L’intervento è scattato nel tardo pomeriggio del 14 settembre, quando alcune pattuglie in transito in via Trigoria hanno avvertito il forte odore provenire da una proprietà privata. I Carabinieri hanno quindi effettuato una perquisizione dell’immobile e delle aree di pertinenza, facendo emergere una struttura utilizzata per la coltivazione, l’essiccazione e la conservazione della marijuana.
Nel giardino sono state trovate 63 piante di cannabis indica, alte mediamente circa due metri e distribuite in quattro diverse piazzole. Una delle aree era stata allestita come serra coperta.

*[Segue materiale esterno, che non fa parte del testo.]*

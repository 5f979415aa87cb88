use crate::error::FormatterSettingError;
use crate::formatter::base::{check_not_empty, Formatter, FormatterSettings};

pub const DEFAULT_SELECTED_DATE_TEXT: &str = "✅";

#[derive(Debug, Clone, PartialEq, Eq)]
pub struct SpecificDatesFormatter {
    base: Formatter,
    selected_date_text: String,
}

impl Default for SpecificDatesFormatter {
    fn default() -> Self {
        Self {
            base: Formatter::default(),
            selected_date_text: DEFAULT_SELECTED_DATE_TEXT.to_string(),
        }
    }
}

impl SpecificDatesFormatter {
    pub fn new(
        settings: FormatterSettings,
        selected_date_text: impl Into<String>,
    ) -> Result<Self, FormatterSettingError> {
        let base = settings.build()?;
        let selected_date_text = selected_date_text.into();
        check_not_empty(&[("selected_date_text", selected_date_text.as_str())])?;
        Ok(Self {
            base,
            selected_date_text,
        })
    }

    pub fn base(&self) -> &Formatter {
        &self.base
    }

    pub fn selected_date_text(&self) -> &str {
        &self.selected_date_text
    }
}

#[cfg(test)]
mod tests {
    use super::*;

    #[test]
    fn test_new_specific_formatter() {
        let formatter = SpecificDatesFormatter::new(FormatterSettings::russian(), "☑").unwrap();
        assert_eq!(formatter.selected_date_text(), "☑");
        assert_eq!(formatter.base().confirm_text(), "Подтвердить");
        assert_eq!(SpecificDatesFormatter::default().selected_date_text(), "✅");
    }

    #[test]
    fn test_empty_selected_text_rejected() {
        let err = SpecificDatesFormatter::new(FormatterSettings::default(), "").unwrap_err();
        assert_eq!(err, FormatterSettingError::EmptyField("selected_date_text"));
    }

    #[test]
    fn test_base_errors_propagate() {
        let settings = FormatterSettings {
            days_of_week: Vec::new(),
            ..Default::default()
        };
        assert_eq!(
            SpecificDatesFormatter::new(settings, "✅").unwrap_err(),
            FormatterSettingError::DaysOfWeekLength(0)
        );
    }
}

La perquisizione è poi proseguita nel magazzino esterno, dove i militari hanno trovato circa 850 grammi di marijuana. Parte della sostanza era già confezionata in sacchetti di cellophane, mentre un’altra quantità si trovava all’interno di un essiccatoio artigianale. Proprio nel locale, secondo quanto riferito dai Carabinieri, è stato trovato il 35enne mentre era impegnato nelle operazioni insieme al proprietario dell’abitazione.
All’interno della casa sono stati invece sequestrati altri 3,645 chili di marijuana, conservati in buste di plastica e nascosti tra la credenza della cucina e un pozzetto congelatore.
Durante la perquisizione sono stati inoltre trovati fertilizzanti specifici, una macchina per il sottovuoto, una bilancia da cucina e un bilancino di precisione, materiale ritenuto dagli investigatori compatibile con le attività di lavorazione e confezionamento della sostanza.
Complessivamente sono stati quindi sequestrati oltre 4,5 chili di marijuana, oltre alla coltivazione composta dalle 63 piante.
I due uomini, entrambi incensurati, sono stati arrestati con l’ipotesi di reato di coltivazione e detenzione di sostanze stupefacenti ai fini di spaccio. Dopo le formalità di rito, su disposizione dell’Autorità giudiziaria, sono stati posti agli arresti domiciliari nelle rispettive abitazioni.
Il procedimento si trova nella fase delle indagini preliminari. Gli indagati sono pertanto da ritenersi presunti innocenti fino a eventuale sentenza definitiva di condanna.